A few areas, including a front swath of the house, were born anew. Pre-remodel, guests were greeted by a jumble of stacked stone, stray greenery and competing walkways, along with a dated picture window and tiny, cloistered-in porch. This was replaced by a low wall, smoothly stuccoed, that hems in a fresh-air patio with separate dining and conversation areas.
“The client wanted a front area where he could sit down, drink his morning coffee and read the paper,” explains Entessar. Heat lamps were tucked into the ceiling and slate tiles were arranged in a tidy Versailles pattern. A wall of French doors was created to connect the patio with the house, effectively carving out a spacious indoor/outdoor entertainment area while increasing the stores of natural light streaming through the house.

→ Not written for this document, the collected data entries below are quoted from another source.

#[tokio::test]
async fn get_api_returns_bare_address_array() {
    let kv: Arc<dyn KvStore> = Arc::new(MemoryKv::new());
    kv.put(BLACKLIST_KEY, json!(["1.2.3.4", "5.6.7.8"]).to_string())
        .await
        .unwrap();
    seed_key(&kv, "bg_lister", Permissions { list: true, ..Permissions::default() }).await;
    let app = build_app(kv);

    let (status, body) = send(
        &app,
        request(Method::GET, "/api/blacklist/get-api?key=bg_lister", None, None),
    )
    .await;
    assert_eq!(status, StatusCode::OK);
    assert_eq!(body, json!(["1.2.3.4", "5.6.7.8"]));
}

// ============================================================================
// Token flow
// ============================================================================

#[tokio::test]
async fn token_path_without_token_is_unauthorized() {
    let kv: Arc<dyn KvStore> = Arc::new(MemoryKv::new());
    let app = build_app(kv);

    let (status, _) = send(&app, request(Method::GET, "/api/blacklist/get", None, None)).await;
    assert_eq!(status, StatusCode::UNAUTHORIZED);
}

#[tokio::test]
async fn expired_token_is_rejected_by_the_gate() {
    let kv: Arc<dyn KvStore> = Arc::new(MemoryKv::new());
    let app = build_app(kv);

    // decode alone would succeed; the gate enforces expiry
    let token = mint_token(-1);
    let (status, body) = send(
        &app,
        request(Method::GET, "/api/blacklist/get", None, Some(&token)),
    )
    .await;
    assert_eq!(status, StatusCode::UNAUTHORIZED);
    assert!(body["message"].as_str().unwrap().contains("expired"));
}

#[tokio::test]
async fn garbage_token_gets_the_generic_invalid_message() {
    let kv: Arc<dyn KvStore> = Arc::new(MemoryKv::new());
    let app = build_app(kv);

    let (status, body) = send(
        &app,
        request(Method::GET, "/api/blacklist/get", None, Some("aa.bb.cc")),
    )
    .await;
    assert_eq!(status, StatusCode::UNAUTHORIZED);
    assert_eq!(body["message"], "invalid token");
}

#[tokio::test]
async fn valid_token_flows_through_blacklist_crud() {
    let kv: Arc<dyn KvStore> = Arc::new(MemoryKv::new());
    let app = build_app(kv);
    let token = mint_token(3600);

    let (status, body) = send(
        &app,
        request(
            Method::POST,
            "/api/blacklist/add",
            Some(json!({"ip": "192.0.2.1"})),
            Some(&token),
        ),
    )
    .await;
    assert_eq!(status, StatusCode::OK);
    assert_eq!(body["count"], 1);

    let (status, body) = send(
        &app,
        request(Method::GET, "/api/blacklist/get", None, Some(&token)),
    )
    .await;
    assert_eq!(status, StatusCode::OK);
    assert_eq!(body, json!(["192.0.2.1"]));

    let (status, body) = send(
        &app,
        request(
            Method::POST,
            "/api/blacklist/remove",
            Some(json!({"ip": "192.0.2.1"})),
            Some(&token),
        ),
    )
    .await;
    assert_eq!(status, StatusCode::OK);
    assert_eq!(body["count"], 0);
}
//! blackgate
//!
//! Edge-hosted IP blacklist administration service.
//!
//! ## Modules
//!
//! - [`domain`] - Core types (blacklist, operation log entries)
//! - [`infra`] - Key-value store implementations and the operation logger
//! - [`auth`] - Token codec, API keys, route policy, and the request gate
//! - [`api`] - REST routes, handlers, and structured errors
//! - [`server`] - Configuration and HTTP server bootstrap

pub mod api;
pub mod auth;
pub mod domain;
pub mod infra;
pub mod server;

// Re-export commonly used types
pub use auth::{
    ApiKeyRecord, ApiKeyStore, AuthIdentity, Claims, GateConfig, GateDefault, GateState, Identity,
    Permission, Permissions, RoutePolicy,
};
pub use domain::{Blacklist, LogDraft, LogEntry, OperationStatus, OperationType};
pub use infra::{KvStore, MemoryKv, OperationLogger, SqliteKv, StoreError, TimedKv};
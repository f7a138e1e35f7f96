//! The blacklist: a flat ordered collection of unique IPv4 strings.
//!
//! Stored as one serialized JSON array under a single KV key, so every
//! mutation is a get-modify-put sequence. Concurrent writers race
//! last-write-wins; see the concurrency notes in `DESIGN.md`.

use serde::{Deserialize, Serialize};
use thiserror::Error;

/// KV key holding the serialized blacklist array.
pub const BLACKLIST_KEY: &str = "blacklist";

#[derive(Error, Debug, PartialEq, Eq)]
pub enum BlacklistError {
    #[error("IP {0} is already blacklisted")]
    Duplicate(String),

    #[error("IP {0} is not in the blacklist")]
    Missing(String),

    #[error("invalid IPv4 address: {0}")]
    InvalidIp(String),
}

/// Ordered set of blacklisted IPv4 addresses.
#[derive(Debug, Clone, Default, Serialize, Deserialize)]
#[serde(transparent)]
pub struct Blacklist(Vec<String>);

impl Blacklist {
    pub fn new() -> Self {
        Self(Vec::new())
    }

    pub fn from_json(json: &str) -> Result<Self, serde_json::Error> {
        serde_json::from_str(json)
    }

    pub fn to_json(&self) -> String {
        // a Vec<String> always serializes
        serde_json::to_string(&self.0).unwrap_or_else(|_| "[]".to_string())
    }

    pub fn contains(&self, ip: &str) -> bool {
        self.0.iter().any(|entry| entry == ip)
    }

    pub fn len(&self) -> usize {
        self.0.len()
    }

    pub fn is_empty(&self) -> bool {
        self.0.is_empty()
    }

    pub fn entries(&self) -> &[String] {
        &self.0
    }

    /// Append an address, rejecting malformed input and duplicates.
    /// Returns the new length.
    pub fn add(&mut self, ip: &str) -> Result<usize, BlacklistError> {
        if !is_valid_ipv4(ip) {
            return Err(BlacklistError::InvalidIp(ip.to_string()));
        }
        if self.contains(ip) {
            return Err(BlacklistError::Duplicate(ip.to_string()));
        }
        self.0.push(ip.to_string());
        Ok(self.0.len())
    }

    /// Remove an address. Returns the new length.
    pub fn remove(&mut self, ip: &str) -> Result<usize, BlacklistError> {
        let before = self.0.len();
        self.0.retain(|entry| entry != ip);
        if self.0.len() == before {
            return Err(BlacklistError::Missing(ip.to_string()));
        }
        Ok(self.0.len())
    }
}

/// Validate a dotted-quad IPv4 string: four decimal octets, each in [0,255].
pub fn is_valid_ipv4(ip: &str) -> bool {
    let octets: Vec<&str> = ip.split('.').collect();
    if octets.len() != 4 {
        return false;
    }
    octets.iter().all(|part| {
        !part.is_empty()
            && part.len() <= 3
            && part.bytes().all(|b| b.is_ascii_digit())
            && part.parse::<u16>().map(|n| n <= 255).unwrap_or(false)
    })
}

Worn, stamped-concrete walkways were replaced with neat landscaping and a welcome path of stone pavers. Entessar confesses to directing the workers to lay tiles in specific patterns, owing to the curvy visual flow that comes from a well-orchestrated contrast of shades and angles.

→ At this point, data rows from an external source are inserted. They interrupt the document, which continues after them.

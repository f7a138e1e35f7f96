//! REST API: routes, shared types, and structured errors.

pub mod error;
pub mod handlers;
pub mod types;

use axum::routing::{get, post};
use axum::Router;

use crate::server::AppState;

/// Build the `/api` router.
pub fn router() -> Router<AppState> {
    Router::new()
        // admin sessions
        .route("/auth/login", post(handlers::auth::login))
        .route(
            "/auth/verify",
            get(handlers::auth::verify).post(handlers::auth::verify),
        )
        // API key management (token)
        .route("/apikey/create", post(handlers::apikey::create_api_key))
        .route("/apikey/list", get(handlers::apikey::list_api_keys))
        .route("/apikey/update", post(handlers::apikey::update_api_key))
        .route("/apikey/delete", post(handlers::apikey::delete_api_key))
        // blacklist, admin side (token)
        .route("/blacklist/add", post(handlers::blacklist::add))
        .route("/blacklist/remove", post(handlers::blacklist::remove))
        .route(
            "/blacklist/get",
            get(handlers::blacklist::get).post(handlers::blacklist::get),
        )
        // blacklist, machine side (API key)
        .route(
            "/blacklist/check-api",
            get(handlers::blacklist::check_api).post(handlers::blacklist::check_api),
        )
        .route(
            "/blacklist/check-external",
            get(handlers::blacklist::check_api),
        )
        .route(
            "/blacklist/get-api",
            get(handlers::blacklist::get_api).post(handlers::blacklist::get_api),
        )
        .route("/blacklist/add-api", post(handlers::blacklist::add_api))
        .route(
            "/blacklist/remove-api",
            post(handlers::blacklist::remove_api),
        )
        // connectivity probes
        .route("/blacklist/check", get(handlers::health::health))
        .route("/health", get(handlers::health::health))
        // operation log
        .route("/logs/list", get(handlers::logs::list))
        .route("/logs/advanced", get(handlers::logs::advanced))
        .route("/logs/cleanup", post(handlers::logs::cleanup))
}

I chuckle, imagining the scene. “The entrance is so important,” she insists with a smile. “It sets the entire tone for the house.”
Stepping through the front door, it’s easy to see her point.
Rich hickory floors—handworked with a chisel and planer—establish a polished, earthy elegance that’s light years away from the generic terra cotta tiles that previously lined the floors. “Hickory is the toughest wood you can get,” Entessar points out. “They make baseball bats with it, and it’s hard to ding or scratch.”
Throughout the house, wood dominates, but carefully. From custom cabinetry to the dining room table—a walnut slab with curved edges sourced from Alabama artist Robin Wade—there’s al-ways an ebb and flow of lines to make it compelling. A chunky rosewood console and triangular floor pattern in the foyer create plenty of eye-pleasing dimension in this pivotal space, as does the starburst ceiling fixture designed by Entessar that casts a golden glow over the entrance, “as if it were a stage.”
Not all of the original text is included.